Josephine wore a gray skirt, prim cream shirt and a sludge green cardigan. There was a photograph in a silver frame on a side table showing her young, smiling, pretty. Beside her in the picture stood a recognizable version of the Ken I knew: same long head, long body, fair hair. Kenny in the picture smiled happily: the Ken I knew smiled seldom.
We sat down. Josephine pressed her knees together: to repulse lechers, I supposed.

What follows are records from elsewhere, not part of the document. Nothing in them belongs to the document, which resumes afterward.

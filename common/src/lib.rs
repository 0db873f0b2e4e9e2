pub mod config;
pub mod frame;
pub mod multipart;
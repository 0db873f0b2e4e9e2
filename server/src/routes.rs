use std::sync::Arc;

use axum::extract::DefaultBodyLimit;
use axum::routing::{get, post};
use axum::Router;
use tower_http::cors::CorsLayer;
use tower_http::trace::TraceLayer;

use crate::state::AppState;
use crate::{commands, egress, ingest};

async fn root() -> &'static str {
    "OK. Upload via POST /upload or WS /ws/upload; view via /latest.jpg, /stream.mjpeg or WS /ws/view; commands via POST /commands and WS /ws/commands"
}

pub fn router(state: Arc<AppState>) -> Router {
    let body_limit = state.ingest.max_upload_bytes;
    Router::new()
        .route("/", get(root))
        .route("/health", get(egress::health))
        .route(
            "/upload",
            post(ingest::upload).layer(DefaultBodyLimit::max(body_limit)),
        )
        .route("/ws/upload", get(ingest::push_upgrade))
        .route("/latest.jpg", get(egress::latest))
        .route("/stream.mjpeg", get(egress::stream))
        .route("/ws/view", get(egress::view_upgrade))
        .route("/commands", post(commands::broadcast_command))
        .route("/ws/commands", get(commands::command_upgrade))
        .layer(TraceLayer::new_for_http())
        .layer(CorsLayer::permissive())
        .with_state(state)
}
use bytes::Bytes;
use frame_relay_common::multipart::MultipartReader;
use futures_util::StreamExt;
use std::sync::atomic::{AtomicU64, Ordering};
use std::time::Duration;
use tracing::{debug, error, info, warn};

use crate::relay::RelayClient;
use crate::ProducerError;

static FRAME_COUNTER: AtomicU64 = AtomicU64::new(0);

const DEFAULT_BOUNDARY: &str = "frame";

/// Consume the camera's MJPEG stream and forward every frame to the relay.
/// Reconnects with exponential backoff on failure.
pub async fn run_mjpeg_bridge(stream_url: &str, relay: &RelayClient) {
    let mut backoff = Duration::from_secs(2);
    let max_backoff = Duration::from_secs(30);

    loop {
        info!(url = stream_url, "connecting to MJPEG stream");
        match consume_stream(stream_url, relay).await {
            Ok(()) => {
                info!("stream ended cleanly, reconnecting");
                backoff = Duration::from_secs(2);
            }
            Err(e) => {
                error!(error = %e, "stream error, reconnecting in {:?}", backoff);
            }
        }
        tokio::time::sleep(backoff).await;
        backoff = (backoff * 2).min(max_backoff);
    }
}

async fn consume_stream(url: &str, relay: &RelayClient) -> Result<(), ProducerError> {
    let client = reqwest::Client::builder()
        .connect_timeout(Duration::from_secs(10))
        .build()
        .map_err(ProducerError::HttpConnect)?;
    let response = client
        .get(url)
        .send()
        .await
        .map_err(ProducerError::HttpConnect)?;

    if !response.status().is_success() {
        return Err(ProducerError::HttpStatus(response.status().as_u16()));
    }

    let boundary = response
        .headers()
        .get(reqwest::header::CONTENT_TYPE)
        .and_then(|v| v.to_str().ok())
        .and_then(boundary_from_content_type)
        .unwrap_or_else(|| DEFAULT_BOUNDARY.to_string());
    info!(status = %response.status(), boundary, "connected to MJPEG stream");

    let mut byte_stream = response.bytes_stream();
    let mut reader = MultipartReader::new(&boundary);

    while let Some(chunk) = byte_stream.next().await {
        let chunk = chunk.map_err(ProducerError::HttpStream)?;
        reader.push(&chunk);
        while let Some(jpeg) = reader.next_part() {
            forward(relay, jpeg).await;
        }
    }

    Ok(())
}

/// Polling fallback: periodically fetch single frames. Every failure is
/// scoped to one tick.
pub async fn run_polling_bridge(frame_url: &str, relay: &RelayClient, interval: Duration) {
    let client = reqwest::Client::new();
    let mut ticker = tokio::time::interval(interval);
    ticker.set_missed_tick_behavior(tokio::time::MissedTickBehavior::Skip);

    loop {
        ticker.tick().await;

        match client.get(frame_url).send().await {
            Ok(resp) if resp.status().is_success() => match resp.bytes().await {
                Ok(jpeg) => forward(relay, jpeg).await,
                Err(e) => {
                    warn!(error = %e, "camera frame body incomplete");
                }
            },
            Ok(resp) => {
                warn!(status = %resp.status(), "non-success response from camera");
            }
            Err(e) => {
                warn!(error = %e, "failed to fetch camera frame");
            }
        }
    }
}

async fn forward(relay: &RelayClient, jpeg: Bytes) {
    if jpeg.is_empty() {
        return;
    }
    let seq = FRAME_COUNTER.fetch_add(1, Ordering::Relaxed);
    let bytes = jpeg.len();
    match relay.upload(jpeg).await {
        Ok(()) => {
            if seq % 100 == 0 {
                debug!(seq, bytes, "frames forwarded");
            }
        }
        Err(e) => warn!(error = %e, seq, bytes, "failed to forward frame to relay"),
    }
}

/// Extract `boundary=...` from a multipart Content-Type, tolerating quotes and
/// a leading `--` that some cameras include.
fn boundary_from_content_type(content_type: &str) -> Option<String> {
    content_type.split(';').find_map(|param| {
        let (name, value) = param.split_once('=')?;
        if !name.trim().eq_ignore_ascii_case("boundary") {
            return None;
        }
        let value = value.trim().trim_matches('"');
        let value = value.strip_prefix("--").unwrap_or(value);
        (!value.is_empty()).then(|| value.to_string())
    })
}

Beginning was difficult. “Was Ken’s father a good sportsman?” I asked.
“How do you mean?”
“Er . . . did he like fishing? My father fishes all the time.” My father would be amazed to hear it, I thought.
“No, he didn’t like fishing,” Josephine said, raising eyebrows. “Why do you ask?”
“Shooting?” I said.
She spluttered over the sherry, half choking.

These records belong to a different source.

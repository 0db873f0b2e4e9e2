//! Registry of push-mode connections that receive every broadcast.
//!
//! Each registered connection is represented by the sending half of a bounded
//! queue; the connection's own task drains the queue into its socket. A viewer
//! whose queue stays full for longer than the send timeout, or whose task has
//! gone away, is evicted during the broadcast that noticed it.

use std::collections::HashMap;
use std::sync::atomic::{AtomicU64, Ordering};
use std::sync::{Arc, Mutex, MutexGuard, PoisonError};
use std::time::Duration;

use futures_util::future::join_all;
use tokio::sync::mpsc;
use tracing::{debug, info};

pub type ViewerId = u64;

#[derive(Debug, Clone, Copy, Default, PartialEq, Eq)]
pub struct BroadcastReport {
    pub targets: usize,
    pub delivered: usize,
    pub evicted: usize,
}

pub struct ViewerRegistry<T> {
    name: &'static str,
    viewers: Mutex<HashMap<ViewerId, mpsc::Sender<T>>>,
    next_id: AtomicU64,
    queue_depth: usize,
    send_timeout: Duration,
}

impl<T: Clone + Send + 'static> ViewerRegistry<T> {
    pub fn new(name: &'static str, queue_depth: usize, send_timeout: Duration) -> Self {
        Self {
            name,
            viewers: Mutex::new(HashMap::new()),
            next_id: AtomicU64::new(1),
            queue_depth: queue_depth.max(1),
            send_timeout,
        }
    }

    fn lock(&self) -> MutexGuard<'_, HashMap<ViewerId, mpsc::Sender<T>>> {
        self.viewers.lock().unwrap_or_else(PoisonError::into_inner)
    }

    /// Add a viewer to the broadcast set.
    pub fn register(&self, sender: mpsc::Sender<T>) -> ViewerId {
        let id = self.next_id.fetch_add(1, Ordering::Relaxed);
        let count = {
            let mut viewers = self.lock();
            viewers.insert(id, sender);
            viewers.len()
        };
        info!(registry = self.name, viewer = id, count, "viewer registered");
        id
    }

    /// Remove a viewer. Removing an unknown or already evicted id is a no-op.
    pub fn unregister(&self, id: ViewerId) {
        let removed = {
            let mut viewers = self.lock();
            viewers.remove(&id).map(|_| viewers.len())
        };
        if let Some(count) = removed {
            info!(registry = self.name, viewer = id, count, "viewer unregistered");
        }
    }

    /// Register a fresh queue and return the receiving side. The viewer is
    /// unregistered when the returned subscription is dropped.
    pub fn subscribe(self: &Arc<Self>) -> Subscription<T> {
        let (tx, rx) = mpsc::channel(self.queue_depth);
        let id = self.register(tx);
        Subscription {
            id,
            rx,
            registry: Arc::clone(self),
        }
    }

    pub fn len(&self) -> usize {
        self.lock().len()
    }

    /// Deliver `message` to every registered viewer concurrently, evicting
    /// those whose send fails or times out. Viewers registered while the
    /// broadcast is in flight may miss this message.
    pub async fn broadcast(&self, message: T) -> BroadcastReport {
        let targets: Vec<(ViewerId, mpsc::Sender<T>)> = self
            .lock()
            .iter()
            .map(|(id, tx)| (*id, tx.clone()))
            .collect();
        if targets.is_empty() {
            return BroadcastReport::default();
        }

        let timeout = self.send_timeout;
        let sends = targets.into_iter().map(|(id, tx)| {
            let message = message.clone();
            async move { (id, tx.send_timeout(message, timeout).await.is_ok()) }
        });
        let results = join_all(sends).await;

        let mut report = BroadcastReport {
            targets: results.len(),
            ..Default::default()
        };
        let dead: Vec<ViewerId> = results
            .into_iter()
            .filter_map(|(id, ok)| {
                if ok {
                    report.delivered += 1;
                    None
                } else {
                    Some(id)
                }
            })
            .collect();

        if !dead.is_empty() {
            let mut viewers = self.lock();
            for id in &dead {
                if viewers.remove(id).is_some() {
                    report.evicted += 1;
                }
            }
            debug!(
                registry = self.name,
                evicted = report.evicted,
                remaining = viewers.len(),
                "evicted unresponsive viewers"
            );
        }
        report
    }
}

/// Receiving side of a registered viewer.
pub struct Subscription<T: Clone + Send + 'static> {
    id: ViewerId,
    rx: mpsc::Receiver<T>,
    registry: Arc<ViewerRegistry<T>>,
}

impl<T: Clone + Send + 'static> Subscription<T> {
    pub fn id(&self) -> ViewerId {
        self.id
    }

    /// Next broadcast message. `None` once the registry has evicted this viewer.
    pub async fn recv(&mut self) -> Option<T> {
        self.rx.recv().await
    }
}

impl<T: Clone + Send + 'static> Drop for Subscription<T> {
    fn drop(&mut self) {
        self.registry.unregister(self.id);
    }
}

“Do listen, Mother,” Ken said persuasively. “We’ve never really known why Dad killed himself. Peter has a theory.”
“I don’t want to hear it.”
“I think you do.”
I said, “Did he shoot?”
Josephine looked at Ken. He nodded to her. “Tell him,” he said.
She drank sherry. She would be all right once she’d started, I thought, remembering the unlocking of the gossip floodgates at lunch in Thetford Cottage, and so, hesitantly, it proved.
“Kenny,” she said, “used to go shooting pheasants with the crowd.”
“Which crowd?”
“Oh, you know. Farmers and so on. Mac Mackintosh. Rolls Eaglewood. Ronnie Upjohn. Those people.”
“How many guns did Kenny have?”
“Only the one.” She shuddered. “I don’t like thinking about it.”
“I know,” I said placatingly. “Where was he when he shot himself?”
“Oh dear. Oh dear.”
“Do tell him,” Ken said.
She gulped the sherry as a lifeline. Ken poured her more.
If the flash in my memory was right, I knew the answer, but for Ken’s sake it had to come from his mother.
“You’ve never told me where he died,” Ken said. “No one would talk to me about him. I was too young, everyone said. Recently, now that I’m the age he was when he died, I want to know more and more. It’s taken me a long time to face his killing himself, but now that I have, I have to know where and why.”
“I’m not sure about why,” she said unhappily.
“Where, then?”
She gulped.
“Go on, darling mother.”
The affection in his tone overthrew her. Tears streamed from her eyes. For a while she was completely unable to speak but eventually, bit by bit, she told him.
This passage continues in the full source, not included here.